Chippenham, Wiltshire (PRWEB UK) 1 May 2014
A recent survey carried out by The Home Lighting Centre showed what DIY 500 UK consumers would be carrying out during 2014. Respondents were asked which room in the home they will be focusing on as well as how much they would be spending transforming their space. The survey found that age and gender both play a part in DIY decisions, whether it is choosing where to start or allocating budget for the project itself. Some of the key pointers from the survey include:
18-24 year olds will be changing their living rooms
25-34 year olds will be changing their living rooms
35-44 year olds will be changing their bathrooms
55-64 year olds will be changing their kitchens
Pensioners will be changing their main bedrooms
18-24 year olds will be spending between: £300 - £500
25-34 year olds will be spending between: £1000 - £4000
35-44 year olds will be spending between: £500 - £4000
55-64 year olds will be spending between: £100 - £300
Pensioners will be spending between: £500 - £1000
It was found that 18-24 year olds want to be changing their living rooms and spending on average between; £300 - £500. This shows that they may be looking to re-wallpaper, paint, put up some shelves or replace their living rooms lights at a fairly cheap price.
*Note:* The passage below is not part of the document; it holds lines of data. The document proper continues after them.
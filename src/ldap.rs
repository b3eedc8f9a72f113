//! Hand-off of computed operations to an [`ldap3`] session.
//!
//! ```no_run
//! # async fn run(ldap: &mut ldap3::Ldap, old: &ldapmodlist::Entry, new: &ldapmodlist::Entry) -> ldap3::result::Result<()> {
//! use ldapmodlist::{modify_modlist, DiffOptions};
//! use ldapmodlist::ldap::to_ldap_mods;
//!
//! let changes = modify_modlist(old, new, &DiffOptions::default());
//! if !changes.is_empty() {
//!     ldap.modify("cn=Alice,dc=example,dc=com", to_ldap_mods(&changes)).await?.success()?;
//! }
//! # Ok(())
//! # }
//! ```


use std::collections::HashSet;

use ldap3::Mod;

use crate::change::Change;


/// Converts changes into modifications for [`ldap3::Ldap::modify`].
///
/// A whole-attribute delete becomes a [`Mod::Delete`] with an empty value
/// set, which the protocol defines as removing the attribute. Value sets lose
/// ordering and duplicates, as the protocol does not carry them anyway.
pub fn to_ldap_mods(changes: &[Change]) -> Vec<Mod<Vec<u8>>> {
    changes.iter()
        .map(|change| match change {
            Change::Add { attribute, values } => Mod::Add(
                attribute.clone().into_bytes(),
                values.iter().cloned().collect(),
            ),
            Change::Delete { attribute, values } => Mod::Delete(
                attribute.clone().into_bytes(),
                values.iter().flatten().cloned().collect(),
            ),
        })
        .collect()
}

/// Converts an add list into attributes for [`ldap3::Ldap::add`].
pub fn to_ldap_attrs(add_list: &[(String, Vec<Vec<u8>>)]) -> Vec<(Vec<u8>, HashSet<Vec<u8>>)> {
    add_list.iter()
        .map(|(name, values)| (
            name.clone().into_bytes(),
            values.iter().cloned().collect(),
        ))
        .collect()
}


#[cfg(test)]
mod tests {
    use std::collections::HashSet;

    use ldap3::Mod;

    use super::{to_ldap_attrs, to_ldap_mods};
    use crate::change::Change;

    fn set(vs: &[&str]) -> HashSet<Vec<u8>> {
        vs.iter().map(|v| v.as_bytes().to_vec()).collect()
    }

    #[test]
    fn test_to_ldap_mods() {
        let changes = vec![
            Change::delete_attribute("mail"),
            Change::add("mail", vec![b"b@x".to_vec(), b"c@x".to_vec()]),
            Change::delete_values("objectClass", vec![b"person".to_vec()]),
        ];
        let mods = to_ldap_mods(&changes);
        assert_eq!(mods.len(), 3);

        match &mods[0] {
            Mod::Delete(name, values) => {
                assert_eq!(name, b"mail");
                assert!(values.is_empty());
            },
            other => panic!("unexpected {:?}", other),
        }
        match &mods[1] {
            Mod::Add(name, values) => {
                assert_eq!(name, b"mail");
                assert_eq!(values, &set(&["b@x", "c@x"]));
            },
            other => panic!("unexpected {:?}", other),
        }
        match &mods[2] {
            Mod::Delete(name, values) => {
                assert_eq!(name, b"objectClass");
                assert_eq!(values, &set(&["person"]));
            },
            other => panic!("unexpected {:?}", other),
        }
    }

    #[test]
    fn test_to_ldap_attrs() {
        let add_list = vec![
            ("objectClass".to_owned(), vec![b"top".to_vec(), b"person".to_vec()]),
            ("cn".to_owned(), vec![b"Alice".to_vec()]),
        ];
        let attrs = to_ldap_attrs(&add_list);
        assert_eq!(attrs, vec![
            (b"objectClass".to_vec(), set(&["top", "person"])),
            (b"cn".to_vec(), set(&["Alice"])),
        ]);
    }
}
use serde::{Deserialize, Serialize};


/// Configuration of [`modify_modlist`](crate::modify_modlist).
///
/// Can be read from TOML; every key is optional:
///
/// ```toml
/// ignore_attribute_types = ["modifyTimestamp"]
/// case_ignore_attribute_types = ["mail"]
/// ignore_oldexistent = false
/// ```
#[derive(Clone, Debug, Default, Deserialize, Eq, Hash, Ord, PartialEq, PartialOrd, Serialize)]
#[serde(default)]
pub struct DiffOptions {
    /// Attribute types that never show up in any operation.
    pub ignore_attribute_types: Vec<String>,

    /// Attribute types whose values are compared case-insensitively.
    pub case_ignore_attribute_types: Vec<String>,

    /// If set, attributes of the old entry that the new entry does not
    /// mention at all are left alone instead of being deleted.
    pub ignore_oldexistent: bool,
}
impl DiffOptions {
    pub fn new() -> Self { Self::default() }

    pub fn ignoring<S: Into<String>, I: IntoIterator<Item = S>>(mut self, attribute_types: I) -> Self {
        self.ignore_attribute_types.extend(attribute_types.into_iter().map(|s| s.into()));
        self
    }

    pub fn case_ignoring<S: Into<String>, I: IntoIterator<Item = S>>(mut self, attribute_types: I) -> Self {
        self.case_ignore_attribute_types.extend(attribute_types.into_iter().map(|s| s.into()));
        self
    }

    pub fn keeping_oldexistent(mut self, ignore_oldexistent: bool) -> Self {
        self.ignore_oldexistent = ignore_oldexistent;
        self
    }
}
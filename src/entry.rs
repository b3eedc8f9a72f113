use std::slice;

use crate::fold::fold_name;


/// A single attribute of an [`Entry`]: its type name and its values in order.
#[derive(Clone, Debug, Eq, Hash, Ord, PartialEq, PartialOrd)]
pub struct Attribute {
    pub name: String,
    pub values: Vec<Vec<u8>>,
}
impl Attribute {
    pub fn new(name: String, values: Vec<Vec<u8>>) -> Self {
        Self {
            name,
            values,
        }
    }
}


/// The state of one directory object: attribute type names mapped to values.
///
/// Attributes keep their insertion order and names are unique as exact
/// strings. Values are stored in the order they were given; absent values
/// (`None`) are dropped as soon as they reach the entry, so nothing
/// downstream ever sees them.
#[derive(Clone, Debug, Default, Eq, Hash, PartialEq)]
pub struct Entry {
    attributes: Vec<Attribute>,
}
impl Entry {
    pub fn new() -> Self { Self { attributes: Vec::new() } }

    /// Builder-style variant of [`Entry::insert`].
    pub fn with<N, I, V>(mut self, name: N, values: I) -> Self
        where
            N: Into<String>,
            I: IntoIterator<Item = V>,
            V: Into<Vec<u8>> {
        self.insert(name, values);
        self
    }

    /// Sets the values of an attribute, replacing any previous values stored
    /// under exactly the same name (its position is kept).
    pub fn insert<N, I, V>(&mut self, name: N, values: I)
        where
            N: Into<String>,
            I: IntoIterator<Item = V>,
            V: Into<Vec<u8>> {
        self.insert_nullable(name, values.into_iter().map(Some))
    }

    /// Like [`Entry::insert`], but values may be absent. Absent values are
    /// discarded.
    pub fn insert_nullable<N, I, V>(&mut self, name: N, values: I)
        where
            N: Into<String>,
            I: IntoIterator<Item = Option<V>>,
            V: Into<Vec<u8>> {
        let name = name.into();
        let values: Vec<Vec<u8>> = values
            .into_iter()
            .flatten()
            .map(|v| v.into())
            .collect();
        match self.attributes.iter_mut().find(|a| a.name == name) {
            Some(existing) => existing.values = values,
            None => self.attributes.push(Attribute::new(name, values)),
        }
    }

    /// Appends a single value to an attribute, creating the attribute if
    /// necessary.
    pub fn push_value<N: Into<String>>(&mut self, name: N, value: Vec<u8>) {
        let name = name.into();
        match self.attributes.iter_mut().find(|a| a.name == name) {
            Some(existing) => existing.values.push(value),
            None => self.attributes.push(Attribute::new(name, vec![value])),
        }
    }

    pub fn get(&self, name: &str) -> Option<&[Vec<u8>]> {
        self.attributes.iter()
            .find(|a| a.name == name)
            .map(|a| a.values.as_slice())
    }

    /// Looks up an attribute by case-folded type name.
    ///
    /// If several attributes fold to the same name, the last one wins.
    pub fn get_folded(&self, name: &str) -> Option<&Attribute> {
        let folded = fold_name(name);
        self.attributes.iter()
            .rev()
            .find(|a| fold_name(&a.name) == folded)
    }

    pub(crate) fn get_folded_mut(&mut self, name: &str) -> Option<&mut Attribute> {
        let folded = fold_name(name);
        self.attributes.iter_mut()
            .rev()
            .find(|a| fold_name(&a.name) == folded)
    }

    pub fn remove(&mut self, name: &str) -> Option<Vec<Vec<u8>>> {
        let index = self.attributes.iter().position(|a| a.name == name)?;
        Some(self.attributes.remove(index).values)
    }

    /// Removes every attribute whose type name folds to the same name as
    /// `name`.
    pub(crate) fn remove_folded(&mut self, name: &str) {
        let folded = fold_name(name);
        self.attributes.retain(|a| fold_name(&a.name) != folded);
    }

    pub fn len(&self) -> usize { self.attributes.len() }
    pub fn is_empty(&self) -> bool { self.attributes.is_empty() }
    pub fn iter(&self) -> slice::Iter<'_, Attribute> { self.attributes.iter() }
}
impl<'a> IntoIterator for &'a Entry {
    type Item = &'a Attribute;
    type IntoIter = slice::Iter<'a, Attribute>;
    fn into_iter(self) -> Self::IntoIter { self.attributes.iter() }
}
impl IntoIterator for Entry {
    type Item = Attribute;
    type IntoIter = std::vec::IntoIter<Attribute>;
    fn into_iter(self) -> Self::IntoIter { self.attributes.into_iter() }
}
impl<N, I, V> FromIterator<(N, I)> for Entry
        where
            N: Into<String>,
            I: IntoIterator<Item = V>,
            V: Into<Vec<u8>> {
    fn from_iter<T: IntoIterator<Item = (N, I)>>(iter: T) -> Self {
        let mut entry = Entry::new();
        for (name, values) in iter {
            entry.insert(name, values);
        }
        entry
    }
}


#[cfg(test)]
mod tests {
    use super::Entry;

    #[test]
    fn test_insert_keeps_order_and_replaces() {
        let mut entry = Entry::new()
            .with("cn", ["Alice"])
            .with("sn", ["Smith"]);
        entry.insert("cn", ["Bob"]);

        let names: Vec<&str> = entry.iter().map(|a| a.name.as_str()).collect();
        assert_eq!(names, ["cn", "sn"]);
        assert_eq!(entry.get("cn").unwrap(), [b"Bob".to_vec()]);
    }

    #[test]
    fn test_null_values_dropped() {
        let mut entry = Entry::new();
        entry.insert_nullable("mail", [Some("a@x"), None, Some("b@x")]);
        entry.insert_nullable("description", [None::<&str>]);

        assert_eq!(entry.get("mail").unwrap(), [b"a@x".to_vec(), b"b@x".to_vec()]);
        assert_eq!(entry.get("description").unwrap().len(), 0);
        assert_eq!(entry.len(), 2);
    }

    #[test]
    fn test_names_are_exact_but_folded_lookup_works() {
        let entry = Entry::new()
            .with("cn", ["lower"])
            .with("CN", ["upper"]);
        assert_eq!(entry.len(), 2);
        assert_eq!(entry.get("Cn"), None);
        assert_eq!(entry.get_folded("Cn").unwrap().name, "CN");
    }

    #[test]
    fn test_push_value() {
        let mut entry = Entry::new();
        entry.push_value("objectClass", b"top".to_vec());
        entry.push_value("objectClass", b"person".to_vec());
        assert_eq!(entry.get("objectClass").unwrap(), [b"top".to_vec(), b"person".to_vec()]);
        assert_eq!(entry.remove("objectClass").unwrap().len(), 2);
        assert!(entry.is_empty());
    }
}
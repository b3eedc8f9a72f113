//! Compute LDAP add and modify lists.
//!
//! [`add_modlist`] turns an [`Entry`] into the attribute list of an add
//! request. [`modify_modlist`] compares an existing entry with the desired
//! one and returns the smallest list of [`Change`]s that a modify request
//! needs to get from one to the other.
//!
//! ```
//! use ldapmodlist::{modify_modlist, Change, DiffOptions, Entry};
//!
//! let old = Entry::new().with("mail", ["a@x", "b@x"]);
//! let new = Entry::new().with("mail", ["b@x", "c@x"]);
//! let changes = modify_modlist(&old, &new, &DiffOptions::default());
//! assert_eq!(changes, vec![
//!     Change::delete_attribute("mail"),
//!     Change::add("mail", vec![b"b@x".to_vec(), b"c@x".to_vec()]),
//! ]);
//! ```


pub mod change;
pub mod diff;
pub mod dn;
pub mod entry;
pub mod fold;
pub mod ldap;
pub mod ldif;
pub mod normalize;
pub mod options;


pub use crate::change::{apply_changes, AddList, Change};
pub use crate::diff::modify_modlist;
pub use crate::entry::{Attribute, Entry};
pub use crate::normalize::add_modlist;
pub use crate::options::DiffOptions;
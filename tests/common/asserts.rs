#![allow(dead_code)]

use email_writer_cors::{CorsDecision, Headers};

pub fn assert_simple(decision: CorsDecision) -> Headers {
    match decision {
        CorsDecision::Simple(result) => result.headers,
        other => panic!("expected simple decision, got {:?}", other),
    }
}

pub fn assert_preflight(decision: CorsDecision) -> (Headers, u16) {
    match decision {
        CorsDecision::Preflight(result) => (result.headers, result.status),
        other => panic!("expected preflight decision, got {:?}", other),
    }
}
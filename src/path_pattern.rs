use crate::options::ValidationError;
use regex_automata::meta::Regex;
use std::fmt;

const MAX_PATTERN_LENGTH: usize = 2_048;

/// Ant-style path matcher used to scope a rule to part of the URL space.
///
/// `**` spans any number of path segments, `*` matches within a single
/// segment and `?` matches exactly one character. Everything else is literal.
#[derive(Clone)]
pub struct PathPattern {
    source: String,
    regex: Regex,
}

impl PathPattern {
    pub const MATCH_ALL: &'static str = "/**";

    pub fn parse(pattern: &str) -> Result<Self, ValidationError> {
        let pattern = pattern.trim();
        if !pattern.starts_with('/') {
            return Err(invalid(pattern, "pattern must start with '/'"));
        }
        if pattern.len() > MAX_PATTERN_LENGTH {
            return Err(invalid(
                pattern,
                &format!("pattern longer than {MAX_PATTERN_LENGTH} bytes"),
            ));
        }

        let regex = Regex::new(&translate(pattern))
            .map_err(|err| invalid(pattern, &err.to_string()))?;

        Ok(Self {
            source: pattern.to_string(),
            regex,
        })
    }

    pub fn match_all() -> Self {
        Self::parse(Self::MATCH_ALL).expect("catch-all path pattern compiles")
    }

    pub fn as_str(&self) -> &str {
        &self.source
    }

    pub fn matches(&self, path: &str) -> bool {
        self.regex.is_match(path.as_bytes())
    }
}

impl Default for PathPattern {
    fn default() -> Self {
        Self::match_all()
    }
}

impl PartialEq for PathPattern {
    fn eq(&self, other: &Self) -> bool {
        self.source == other.source
    }
}

impl Eq for PathPattern {}

impl fmt::Debug for PathPattern {
    fn fmt(&self, f: &mut fmt::Formatter<'_>) -> fmt::Result {
        f.debug_tuple("PathPattern").field(&self.source).finish()
    }
}

impl fmt::Display for PathPattern {
    fn fmt(&self, f: &mut fmt::Formatter<'_>) -> fmt::Result {
        f.write_str(&self.source)
    }
}

fn invalid(pattern: &str, reason: &str) -> ValidationError {
    ValidationError::InvalidPathPattern {
        pattern: pattern.to_string(),
        reason: reason.to_string(),
    }
}

fn translate(pattern: &str) -> String {
    let mut out = String::with_capacity(pattern.len() * 2 + 2);
    out.push('^');

    let bytes = pattern.as_bytes();
    let mut chars = pattern.char_indices().peekable();
    while let Some((idx, ch)) = chars.next() {
        if ch == '/'
            && pattern[idx..].starts_with("/**")
            && matches!(bytes.get(idx + 3), None | Some(b'/'))
        {
            out.push_str("(?:/(?s:.*))?");
            chars.next();
            chars.next();
            continue;
        }

        match ch {
            '*' => {
                out.push_str("[^/]*");
                // a stray "**" inside a segment behaves like "*"
                while chars.next_if(|(_, next)| *next == '*').is_some() {}
            }
            '?' => out.push_str("[^/]"),
            '\\' | '.' | '+' | '(' | ')' | '|' | '[' | ']' | '{' | '}' | '^' | '$' | '#'
            | '&' | '-' | '~' => {
                out.push('\\');
                out.push(ch);
            }
            _ => out.push(ch),
        }
    }

    out.push('$');
    out
}

#[cfg(test)]
#[path = "path_pattern_test.rs"]
mod path_pattern_test;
As a slightly older age group, the 25-34 year olds were also found to be making changes to their living room, but unlike the younger age group, the 25-34 year olds are looking to spend up to £4000.
As this age group are more likely to have just bought their first homes and starting families, they may be looking to install wood flooring or add a new fireplace. With this type of budget a new coat of paint and a new lounge suite is also within their budget. The 35-44 year olds were found to be concentrating on the bathroom and willing to spend up to £4000. This budget means that they may be looking to install a new bathroom suite or work on existing suite; they could even stretch to expensive floor tiles and new lighting.